What you will do: Print out the entries that follow exactly, missing none.

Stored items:
// perfplot - Performance profiles for algorithm benchmark results
// Copyright (c) 2025 Oliver Seifert
//
// This program is free software: you can redistribute it and/or modify
// it under the terms of the GNU Affero General Public License as published
// by the Free Software Foundation, either version 3 of the License, or
// (at your option) any later version.
//
// This program is distributed in the hope that it will be useful,
// but WITHOUT ANY WARRANTY; without even the implied warranty of
// MERCHANTABILITY or FITNESS FOR A PARTICULAR PURPOSE.  See the
// GNU Affero General Public License for more details.
//
// You should have received a copy of the GNU Affero General Public License
// along with this program.  If not, see <https://www.gnu.org/licenses/>.

//! Small statistics helpers shared by the aggregators and renderers.

/// Arithmetic mean, `None` for an empty slice.
pub fn arithmetic_mean(values: &[f64]) -> Option<f64> {
    if values.is_empty() {
        return None;
    }
    Some(values.iter().sum::<f64>() / values.len() as f64)
}

/// Geometric mean, `None` for an empty slice.
///
/// A zero anywhere makes the mean zero.
pub fn geometric_mean(values: &[f64]) -> Option<f64> {
    if values.is_empty() {
        return None;
    }
    if values.iter().any(|&v| v == 0.0) {
        return Some(0.0);
    }
    let log_sum: f64 = values.iter().map(|v| v.ln()).sum();
    Some((log_sum / values.len() as f64).exp())
}

/// Percentile `q` in `[0, 1]` of an ascending slice, interpolating linearly
/// between closest ranks.
pub fn percentile(sorted: &[f64], q: f64) -> Option<f64> {
    if sorted.is_empty() {
        return None;
    }
    let rank = q.clamp(0.0, 1.0) * (sorted.len() - 1) as f64;
    let lower = rank.floor() as usize;
    let upper = rank.ceil() as usize;
    let weight = rank - lower as f64;
    Some(sorted[lower] + (sorted[upper] - sorted[lower]) * weight)
}

/// Summary drawn as a box plot: quartiles plus whiskers reaching the most
/// extreme values within 1.5 IQR of the box.
#[derive(Debug, Clone, Copy, PartialEq)]
pub struct BoxStats {
    pub whisker_low: f64,
    pub q1: f64,
    pub median: f64,
    pub q3: f64,
    pub whisker_high: f64,
}

impl BoxStats {
    pub fn from_values(values: &[f64]) -> Option<Self> {
        let mut sorted: Vec<f64> = values.iter().copied().filter(|v| v.is_finite()).collect();
        sorted.sort_by(f64::total_cmp);

        let q1 = percentile(&sorted, 0.25)?;
        let median = percentile(&sorted, 0.5)?;
        let q3 = percentile(&sorted, 0.75)?;
        let reach = 1.5 * (q3 - q1);

        let whisker_low = sorted
            .iter()
            .copied()
            .find(|&v| v >= q1 - reach)
            .unwrap_or(q1);
        let whisker_high = sorted
            .iter()
            .rev()
            .copied()
            .find(|&v| v <= q3 + reach)
            .unwrap_or(q3);

        Some(Self {
            whisker_low,
            q1,
            median,
            q3,
            whisker_high,
        })
    }
}

#[cfg(test)]
mod tests {
    use super::*;

    #[test]
    fn test_means() {
        assert_eq!(arithmetic_mean(&[]), None);
        assert_eq!(arithmetic_mean(&[1.0, 2.0, 6.0]), Some(3.0));
        let gmean = geometric_mean(&[1.0, 4.0]).unwrap();
        assert!((gmean - 2.0).abs() < 1e-12);
        assert_eq!(geometric_mean(&[0.0, 4.0]), Some(0.0));
        assert_eq!(geometric_mean(&[]), None);
    }

    #[test]
    fn test_percentile_interpolates() {
        let sorted = [1.0, 2.0, 3.0, 4.0];
        assert_eq!(percentile(&sorted, 0.0), Some(1.0));
        assert_eq!(percentile(&sorted, 0.5), Some(2.5));
        assert_eq!(percentile(&sorted, 1.0), Some(4.0));
        assert_eq!(percentile(&sorted, 0.25), Some(1.75));
    }

    #[test]
    fn test_box_whiskers_skip_outliers() {
        let stats = BoxStats::from_values(&[1.0, 2.0, 3.0, 4.0, 100.0]).unwrap();
        assert_eq!(stats.q1, 2.0);
        assert_eq!(stats.median, 3.0);
        assert_eq!(stats.q3, 4.0);
        assert_eq!(stats.whisker_low, 1.0);
        assert_eq!(stats.whisker_high, 4.0);
        assert!(BoxStats::from_values(&[]).is_none());
    }
}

Task result:
// perfplot - Performance profiles for algorithm benchmark results
// Copyright (c) 2025 Oliver Seifert
//
// This program is free software: you can redistribute it and/or modify
// it under the terms of the GNU Affero General Public License as published
// by the Free Software Foundation, either version 3 of the License, or
// (at your option) any later version.
//
// This program is distributed in the hope that it will be useful,
// but WITHOUT ANY WARRANTY; without even the implied warranty of
// MERCHANTABILITY or FITNESS FOR A PARTICULAR PURPOSE.  See the
// GNU Affero General Public License for more details.
//
// You should have received a copy of the GNU Affero General Public License
// along with this program.  If not, see <https://www.gnu.org/licenses/>.

//! Small statistics helpers shared by the aggregators and renderers.

/// Arithmetic mean, `None` for an empty slice.
pub fn arithmetic_mean(values: &[f64]) -> Option<f64> {
    if values.is_empty() {
        return None;
    }
    Some(values.iter().sum::<f64>() / values.len() as f64)
}

/// Geometric mean, `None` for an empty slice.
///
/// A zero anywhere makes the mean zero.
pub fn geometric_mean(values: &[f64]) -> Option<f64> {
    if values.is_empty() {
        return None;
    }
    if values.iter().any(|&v| v == 0.0) {
        return Some(0.0);
    }
    let log_sum: f64 = values.iter().map(|v| v.ln()).sum();
    Some((log_sum / values.len() as f64).exp())
}

/// Percentile `q` in `[0, 1]` of an ascending slice, interpolating linearly
/// between closest ranks.
pub fn percentile(sorted: &[f64], q: f64) -> Option<f64> {
    if sorted.is_empty() {
        return None;
    }
    let rank = q.clamp(0.0, 1.0) * (sorted.len() - 1) as f64;
    let lower = rank.floor() as usize;
    let upper = rank.ceil() as usize;
    let weight = rank - lower as f64;
    Some(sorted[lower] + (sorted[upper] - sorted[lower]) * weight)
}

/// Summary drawn as a box plot: quartiles plus whiskers reaching the most
/// extreme values within 1.5 IQR of the box.
#[derive(Debug, Clone, Copy, PartialEq)]
pub struct BoxStats {
    pub whisker_low: f64,
    pub q1: f64,
    pub median: f64,
    pub q3: f64,
    pub whisker_high: f64,
}

impl BoxStats {
    pub fn from_values(values: &[f64]) -> Option<Self> {
        let mut sorted: Vec<f64> = values.iter().copied().filter(|v| v.is_finite()).collect();
        sorted.sort_by(f64::total_cmp);

        let q1 = percentile(&sorted, 0.25)?;
        let median = percentile(&sorted, 0.5)?;
        let q3 = percentile(&sorted, 0.75)?;
        let reach = 1.5 * (q3 - q1);

        let whisker_low = sorted
            .iter()
            .copied()
            .find(|&v| v >= q1 - reach)
            .unwrap_or(q1);
        let whisker_high = sorted
            .iter()
            .rev()
            .copied()
            .find(|&v| v <= q3 + reach)
            .unwrap_or(q3);

        Some(Self {
            whisker_low,
            q1,
            median,
            q3,
            whisker_high,
        })
    }
}

#[cfg(test)]
mod tests {
    use super::*;

    #[test]
    fn test_means() {
        assert_eq!(arithmetic_mean(&[]), None);
        assert_eq!(arithmetic_mean(&[1.0, 2.0, 6.0]), Some(3.0));
        let gmean = geometric_mean(&[1.0, 4.0]).unwrap();
        assert!((gmean - 2.0).abs() < 1e-12);
        assert_eq!(geometric_mean(&[0.0, 4.0]), Some(0.0));
        assert_eq!(geometric_mean(&[]), None);
    }

    #[test]
    fn test_percentile_interpolates() {
        let sorted = [1.0, 2.0, 3.0, 4.0];
        assert_eq!(percentile(&sorted, 0.0), Some(1.0));
        assert_eq!(percentile(&sorted, 0.5), Some(2.5));
        assert_eq!(percentile(&sorted, 1.0), Some(4.0));
        assert_eq!(percentile(&sorted, 0.25), Some(1.75));
    }

    #[test]
    fn test_box_whiskers_skip_outliers() {
        let stats = BoxStats::from_values(&[1.0, 2.0, 3.0, 4.0, 100.0]).unwrap();
        assert_eq!(stats.q1, 2.0);
        assert_eq!(stats.median, 3.0);
        assert_eq!(stats.q3, 4.0);
        assert_eq!(stats.whisker_low, 1.0);
        assert_eq!(stats.whisker_high, 4.0);
        assert!(BoxStats::from_values(&[]).is_none());
    }
}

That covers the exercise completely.